--- Exercise instructions ---
Look through the material below and count the lines with the string "wanted". Report only the count.
☆ ☆ ☆ ☆
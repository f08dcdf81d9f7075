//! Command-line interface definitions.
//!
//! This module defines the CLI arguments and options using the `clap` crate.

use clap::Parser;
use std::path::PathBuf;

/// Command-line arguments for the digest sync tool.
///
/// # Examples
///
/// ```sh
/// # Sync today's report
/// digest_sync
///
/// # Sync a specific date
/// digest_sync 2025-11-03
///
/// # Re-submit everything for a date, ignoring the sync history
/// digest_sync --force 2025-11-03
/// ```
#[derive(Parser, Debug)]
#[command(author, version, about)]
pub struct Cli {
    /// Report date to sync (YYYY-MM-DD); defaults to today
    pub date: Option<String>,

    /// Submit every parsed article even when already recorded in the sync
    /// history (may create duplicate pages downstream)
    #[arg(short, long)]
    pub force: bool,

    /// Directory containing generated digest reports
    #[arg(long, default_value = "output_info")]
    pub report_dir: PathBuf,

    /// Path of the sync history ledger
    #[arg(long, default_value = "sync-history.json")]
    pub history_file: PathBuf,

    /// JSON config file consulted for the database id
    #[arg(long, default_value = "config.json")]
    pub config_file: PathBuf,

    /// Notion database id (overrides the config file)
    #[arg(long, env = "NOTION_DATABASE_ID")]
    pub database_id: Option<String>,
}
☆ ☆ ☆ ☆
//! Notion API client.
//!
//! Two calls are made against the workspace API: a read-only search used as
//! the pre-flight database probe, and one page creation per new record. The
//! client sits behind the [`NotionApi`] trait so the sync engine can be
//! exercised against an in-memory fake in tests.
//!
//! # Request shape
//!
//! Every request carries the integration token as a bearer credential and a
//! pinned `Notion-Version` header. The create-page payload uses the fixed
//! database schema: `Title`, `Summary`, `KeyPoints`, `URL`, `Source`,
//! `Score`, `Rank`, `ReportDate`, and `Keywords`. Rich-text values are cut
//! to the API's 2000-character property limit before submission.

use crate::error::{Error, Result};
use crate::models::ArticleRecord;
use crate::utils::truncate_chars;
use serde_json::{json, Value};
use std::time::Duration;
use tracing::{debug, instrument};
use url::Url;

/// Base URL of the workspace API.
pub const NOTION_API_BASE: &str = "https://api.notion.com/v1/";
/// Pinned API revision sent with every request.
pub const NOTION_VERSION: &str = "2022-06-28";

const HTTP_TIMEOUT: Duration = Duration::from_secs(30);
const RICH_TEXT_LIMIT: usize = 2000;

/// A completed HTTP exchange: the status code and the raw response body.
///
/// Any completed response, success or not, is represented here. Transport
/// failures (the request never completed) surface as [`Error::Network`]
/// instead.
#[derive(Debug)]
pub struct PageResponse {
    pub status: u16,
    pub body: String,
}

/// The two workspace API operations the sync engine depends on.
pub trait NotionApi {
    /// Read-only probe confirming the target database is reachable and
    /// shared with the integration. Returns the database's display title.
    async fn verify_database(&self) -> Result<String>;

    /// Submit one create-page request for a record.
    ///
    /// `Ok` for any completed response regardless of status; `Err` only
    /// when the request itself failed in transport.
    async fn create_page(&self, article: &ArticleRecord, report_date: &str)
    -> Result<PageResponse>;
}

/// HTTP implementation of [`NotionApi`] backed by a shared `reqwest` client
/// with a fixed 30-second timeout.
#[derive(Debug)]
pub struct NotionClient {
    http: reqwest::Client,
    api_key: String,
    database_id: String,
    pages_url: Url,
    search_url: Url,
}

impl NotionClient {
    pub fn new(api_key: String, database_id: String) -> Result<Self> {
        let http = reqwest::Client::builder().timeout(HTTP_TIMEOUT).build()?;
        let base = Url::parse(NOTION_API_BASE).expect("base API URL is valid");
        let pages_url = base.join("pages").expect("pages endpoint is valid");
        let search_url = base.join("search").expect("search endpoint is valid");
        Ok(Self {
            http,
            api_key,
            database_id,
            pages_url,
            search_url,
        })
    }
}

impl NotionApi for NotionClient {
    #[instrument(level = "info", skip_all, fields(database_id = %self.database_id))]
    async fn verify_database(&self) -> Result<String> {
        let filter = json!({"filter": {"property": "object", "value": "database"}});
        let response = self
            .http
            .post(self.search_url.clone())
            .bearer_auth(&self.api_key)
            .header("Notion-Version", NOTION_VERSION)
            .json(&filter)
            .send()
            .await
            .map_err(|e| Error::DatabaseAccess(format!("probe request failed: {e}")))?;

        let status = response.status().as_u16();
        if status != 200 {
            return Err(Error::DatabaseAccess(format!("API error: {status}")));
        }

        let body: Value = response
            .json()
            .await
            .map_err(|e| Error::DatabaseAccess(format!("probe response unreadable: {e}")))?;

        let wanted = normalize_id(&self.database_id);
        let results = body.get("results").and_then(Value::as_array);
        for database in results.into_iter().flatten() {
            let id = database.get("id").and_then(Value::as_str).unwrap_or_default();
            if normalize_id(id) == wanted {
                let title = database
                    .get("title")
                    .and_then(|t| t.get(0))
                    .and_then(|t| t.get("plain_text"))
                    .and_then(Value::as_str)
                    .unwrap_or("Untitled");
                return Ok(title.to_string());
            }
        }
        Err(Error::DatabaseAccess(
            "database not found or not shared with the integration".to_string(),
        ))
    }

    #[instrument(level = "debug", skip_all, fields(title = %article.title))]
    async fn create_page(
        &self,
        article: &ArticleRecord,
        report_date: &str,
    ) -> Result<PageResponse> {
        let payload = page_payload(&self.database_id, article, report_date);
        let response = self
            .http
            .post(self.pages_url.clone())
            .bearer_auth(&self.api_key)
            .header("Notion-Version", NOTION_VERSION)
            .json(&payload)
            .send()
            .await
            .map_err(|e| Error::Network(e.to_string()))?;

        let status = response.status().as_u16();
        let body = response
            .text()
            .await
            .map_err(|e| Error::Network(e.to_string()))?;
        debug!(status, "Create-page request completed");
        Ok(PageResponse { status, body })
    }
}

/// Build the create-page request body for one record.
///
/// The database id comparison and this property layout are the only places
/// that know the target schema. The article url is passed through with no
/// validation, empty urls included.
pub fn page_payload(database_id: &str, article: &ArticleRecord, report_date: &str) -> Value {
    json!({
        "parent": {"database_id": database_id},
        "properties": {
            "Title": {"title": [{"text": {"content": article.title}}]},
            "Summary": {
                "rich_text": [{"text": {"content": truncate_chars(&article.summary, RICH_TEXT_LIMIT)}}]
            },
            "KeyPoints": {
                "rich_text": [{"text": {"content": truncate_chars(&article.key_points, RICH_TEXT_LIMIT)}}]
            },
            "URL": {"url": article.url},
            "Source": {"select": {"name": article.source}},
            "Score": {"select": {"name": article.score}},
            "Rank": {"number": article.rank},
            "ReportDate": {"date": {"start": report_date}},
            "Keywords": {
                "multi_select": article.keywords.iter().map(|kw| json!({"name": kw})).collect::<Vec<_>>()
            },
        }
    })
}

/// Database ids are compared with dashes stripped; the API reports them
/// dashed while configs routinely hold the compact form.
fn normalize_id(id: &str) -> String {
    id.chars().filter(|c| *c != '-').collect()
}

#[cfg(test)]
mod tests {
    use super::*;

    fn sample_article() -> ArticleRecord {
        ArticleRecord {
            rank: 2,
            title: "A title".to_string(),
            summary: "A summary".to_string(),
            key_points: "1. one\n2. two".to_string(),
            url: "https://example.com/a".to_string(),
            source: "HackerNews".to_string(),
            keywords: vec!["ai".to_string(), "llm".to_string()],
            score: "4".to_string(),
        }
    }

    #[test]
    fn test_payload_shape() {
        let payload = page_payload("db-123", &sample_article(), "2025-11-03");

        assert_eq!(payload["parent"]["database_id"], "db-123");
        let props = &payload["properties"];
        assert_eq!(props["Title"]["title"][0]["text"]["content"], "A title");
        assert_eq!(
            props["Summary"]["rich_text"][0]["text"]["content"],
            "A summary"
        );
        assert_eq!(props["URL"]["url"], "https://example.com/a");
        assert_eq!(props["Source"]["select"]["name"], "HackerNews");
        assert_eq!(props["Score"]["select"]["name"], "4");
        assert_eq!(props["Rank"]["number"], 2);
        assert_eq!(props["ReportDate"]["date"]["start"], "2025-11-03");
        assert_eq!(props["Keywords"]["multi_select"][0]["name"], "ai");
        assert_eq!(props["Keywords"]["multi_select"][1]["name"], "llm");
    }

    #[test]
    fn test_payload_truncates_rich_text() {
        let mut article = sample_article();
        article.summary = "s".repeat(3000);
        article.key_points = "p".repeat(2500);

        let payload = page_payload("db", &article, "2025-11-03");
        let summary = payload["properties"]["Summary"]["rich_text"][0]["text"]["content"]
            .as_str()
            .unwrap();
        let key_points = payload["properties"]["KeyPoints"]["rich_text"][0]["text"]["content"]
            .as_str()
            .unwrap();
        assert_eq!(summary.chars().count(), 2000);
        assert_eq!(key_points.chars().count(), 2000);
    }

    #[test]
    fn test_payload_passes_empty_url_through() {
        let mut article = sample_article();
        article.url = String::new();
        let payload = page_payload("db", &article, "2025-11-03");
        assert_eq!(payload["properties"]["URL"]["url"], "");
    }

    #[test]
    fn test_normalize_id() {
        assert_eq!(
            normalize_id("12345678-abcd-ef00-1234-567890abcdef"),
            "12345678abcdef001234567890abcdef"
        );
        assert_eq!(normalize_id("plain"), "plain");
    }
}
☆ ☆ ☆ ☆
--- Your solution ---
2